Commercial Bank of Kuwait earns KD 130.9 million before provisions Lender clock capital adequacy ratio of 18.22%
KUWAIT CITY, March 13: The Board of Directors of the Commercial Bank of Kuwait is pleased to announce that the Bank has reported KD 130.9 million profits before provisions. Based on the Board of Directors’ decision to protect the Bank’s capital base and shareholders’ value, the Bank’s Board of Directors has allocated a similar amount for provisions against the loan and investment portfolios.
Chairman and Managing Director, Abdulmajeed AlShatti explained that the Bank’s prudent policy towards building up a strong provision base would continue during 2010. Given the level of uncertainty, both locally and internationally we have to remain carefully optimistic. AlShatti further added, “We believe it is sensible to be very conservative to ensure the Bank’s continuity as a leading financial institution in the State of Kuwait”.

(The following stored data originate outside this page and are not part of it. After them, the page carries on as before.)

//! Log output setup.
//!
//! Everything goes to the console; unless disabled it is also appended to a
//! log file without colours. An optional text filter drops every line that
//! does not contain the given text, on both outputs.

use std::fs::{File, OpenOptions};
use std::io::{self, Write};
use std::path::{Path, PathBuf};
use std::sync::{Arc, Mutex};

use chrono::NaiveDate;
use thiserror::Error;
use tracing_subscriber::fmt::{self, MakeWriter};
use tracing_subscriber::{layer::SubscriberExt, util::SubscriberInitExt, EnvFilter};

/// Logging setup error types.
#[derive(Error, Debug)]
pub enum LogError {
    #[error("cannot create log directory {path}: {source}")]
    CreateDir { path: PathBuf, source: io::Error },
    #[error("cannot open log file {path}: {source}")]
    OpenFile { path: PathBuf, source: io::Error },
    #[error("invalid log directive: {0}")]
    Directive(#[from] tracing_subscriber::filter::ParseError),
    #[error("logging already initialized: {0}")]
    Init(#[from] tracing_subscriber::util::TryInitError),
}

#[derive(Debug, Clone, Default)]
pub struct LogOptions {
    /// Log file to append to; `None` logs to the console only.
    pub file: Option<PathBuf>,
    /// Keep only lines containing this text.
    pub filter: Option<String>,
}

/// `logs/from-<date>.log`
pub fn default_log_path(today: NaiveDate) -> PathBuf {
    Path::new("logs").join(format!("from-{}.log", today.format("%Y-%m-%d")))
}

/// Install the global subscriber.
pub fn init(options: &LogOptions) -> Result<(), LogError> {
    let env_filter = EnvFilter::from_default_env().add_directive("pingwatch=info".parse()?);

    let needle: Option<Arc<str>> = options
        .filter
        .as_deref()
        .filter(|text| !text.is_empty())
        .map(Arc::from);

    let console = fmt::layer().with_writer(TextFilter::new(io::stdout, needle.clone()));

    let file = match &options.file {
        Some(path) => {
            let file = open_log_file(path)?;
            Some(
                fmt::layer()
                    .with_ansi(false)
                    .with_writer(TextFilter::new(Mutex::new(file), needle)),
            )
        }
        None => None,
    };

    tracing_subscriber::registry()
        .with(console)
        .with(file)
        .with(env_filter)
        .try_init()?;

    Ok(())
}

fn open_log_file(path: &Path) -> Result<File, LogError> {
    if let Some(dir) = path.parent().filter(|dir| !dir.as_os_str().is_empty()) {
        std::fs::create_dir_all(dir).map_err(|source| LogError::CreateDir {
            path: dir.to_path_buf(),
            source,
        })?;
    }

    OpenOptions::new()
        .create(true)
        .append(true)
        .open(path)
        .map_err(|source| LogError::OpenFile {
            path: path.to_path_buf(),
            source,
        })
}

/// [`MakeWriter`] that only passes lines containing `needle`.
#[derive(Debug, Clone)]
pub struct TextFilter<M> {
    inner: M,
    needle: Option<Arc<str>>,
}

impl<M> TextFilter<M> {
    pub fn new(inner: M, needle: Option<Arc<str>>) -> Self {
        Self { inner, needle }
    }
}

impl<'a, M: MakeWriter<'a>> MakeWriter<'a> for TextFilter<M> {
    type Writer = FilteredWriter<M::Writer>;

    fn make_writer(&'a self) -> Self::Writer {
        FilteredWriter {
            inner: self.inner.make_writer(),
            needle: self.needle.clone(),
        }
    }
}

/// Writer handed out by [`TextFilter`]. The fmt layer writes one event per
/// buffer, so a buffer is kept or dropped as a whole.
pub struct FilteredWriter<W> {
    inner: W,
    needle: Option<Arc<str>>,
}

impl<W: Write> Write for FilteredWriter<W> {
    fn write(&mut self, buf: &[u8]) -> io::Result<usize> {
        let keep = match &self.needle {
            None => true,
            Some(needle) => String::from_utf8_lossy(buf).contains(&**needle),
        };
        if keep {
            self.inner.write_all(buf)?;
        }
        Ok(buf.len())
    }

    fn flush(&mut self) -> io::Result<()> {
        self.inner.flush()
    }
}
//! TCP connect probe.

use std::time::{Duration, Instant};

use tokio::net::TcpStream;

use super::ProbeError;

/// Open one TCP connection to `address:port` and return the connect time.
///
/// The connection is closed immediately after it is established.
pub async fn run_tcp_probe(address: &str, port: u16, timeout: Duration) -> Result<Duration, ProbeError> {
    let start = Instant::now();

    let stream = tokio::time::timeout(timeout, TcpStream::connect((address, port)))
        .await
        .map_err(|_| ProbeError::Timeout(timeout))?
        .map_err(|e| ProbeError::Network(format!("failed to connect to {}:{}: {}", address, port, e)))?;

    let elapsed = start.elapsed();
    drop(stream);

    Ok(elapsed)
}

#[cfg(test)]
mod tests {
    use super::*;
    use tokio::net::TcpListener;

    #[tokio::test]
    async fn test_tcp_probe_open_port() {
        let listener = TcpListener::bind("127.0.0.1:0").await.unwrap();
        let port = listener.local_addr().unwrap().port();

        let rtt = run_tcp_probe("127.0.0.1", port, Duration::from_secs(2)).await.unwrap();
        assert!(rtt < Duration::from_secs(2));
    }

    #[tokio::test]
    async fn test_tcp_probe_closed_port() {
        let listener = TcpListener::bind("127.0.0.1:0").await.unwrap();
        let port = listener.local_addr().unwrap().port();
        drop(listener);

        let result = run_tcp_probe("127.0.0.1", port, Duration::from_secs(2)).await;
        assert!(result.is_err());
    }

    #[tokio::test]
    async fn test_tcp_probe_unresolvable_host() {
        let result = run_tcp_probe("host.invalid", 80, Duration::from_secs(2)).await;
        assert!(result.is_err());
    }
}
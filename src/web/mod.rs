//! Web server module.

mod handlers;

use crate::status::StatusStore;

use axum::{routing::get, Router};
use std::net::SocketAddr;
use std::sync::Arc;
use tower_http::cors::{Any, CorsLayer};
use tower_http::trace::TraceLayer;

/// Application state shared across handlers.
#[derive(Clone)]
pub struct AppState {
    pub store: Arc<StatusStore>,
}

/// Read-only status server.
pub struct Server {
    addr: SocketAddr,
    state: AppState,
}

impl Server {
    pub fn new(addr: SocketAddr, store: Arc<StatusStore>) -> Self {
        Self {
            addr,
            state: AppState { store },
        }
    }

    /// Build the router with all routes.
    pub fn routes(&self) -> Router {
        let cors = CorsLayer::new().allow_origin(Any).allow_methods(Any);

        Router::new()
            .route("/", get(handlers::handle_dashboard))
            .route("/json", get(handlers::handle_json))
            .route("/api/status", get(handlers::handle_status))
            .route("/favicon.ico", get(handlers::handle_favicon))
            .layer(cors)
            .layer(TraceLayer::new_for_http())
            .with_state(self.state.clone())
    }

    /// Serve until the listener fails.
    pub async fn start(&self) -> Result<(), Box<dyn std::error::Error + Send + Sync>> {
        let router = self.routes();

        let listener = tokio::net::TcpListener::bind(self.addr).await?;
        tracing::info!("Web server listening on {}", listener.local_addr()?);

        axum::serve(listener, router).await?;

        Ok(())
    }
}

Chairman and Managing Director Abdulmajeed AlShatti further explained, “While we believe that the Government and the Central Bank of Kuwait have taken the right action to support the economy the outlook remains uncertain and we remain carefully optimistic. The Five year Development Plan recently announced by the Government will boost the economy once implemented and the Bank fully supports the initiative to transform Kuwait into a regional financial and commercial hub”.
Commercial Bank’s total assets are KD 3.6 billion at the end of December 2009 and its shareholders equity stood at KD 439.9 million. The Bank continues to build provisions and conserve capital. As at 31st December 2009, the Bank has a total of KD 186.6 million of post liberation provisions with KD 111.6 million of specific provisions and KD 75.0 million of general provisions. In addition to the loan and investment provisions, the Bank has KD 91.9 million of retained earnings available as an additional cushion.
The capital adequacy ratio of 18.22 percent comfortably exceeds the minimum 12 percent required by the Central Bank of Kuwait; the Bank continues to have a strong capital base, and more than twice the international ratio required by Basel II. Commercial Bank of Kuwait is the second highest rated bank in Kuwait with Capital Intelligence, Fitch Ratings, Moody’s and Standard & Poor’s.
Chairman and Managing Director Abdulmajeed AlShatti took the opportunity on behalf of the Board of Directors “To thank the Banks valued customers for their trust and confidence, the Executive Management team headed by Jamal Al-Mutawa and the Banks staff for their hard work and loyalty and shareholders for their continued support and faith”.
The statement did not give detailed figures for annual results and company officials were not available to comment.
“While we believe that the government and the Central Bank of Kuwait have taken the right action to support the economy, the outlook remains uncertain and we remain carefully optimistic,” Abdulmajeed AlShatti, the bank’s chairman and managing director, said in the statement. The bank had reported a profit of KD 100.7 million in 2008.
Ratings agencies said in February that banks in Kuwait and Dubai would face a tougher 2010 than their Gulf peers as lenders in the region continue to take provisions against bad credit, which will curtail profits.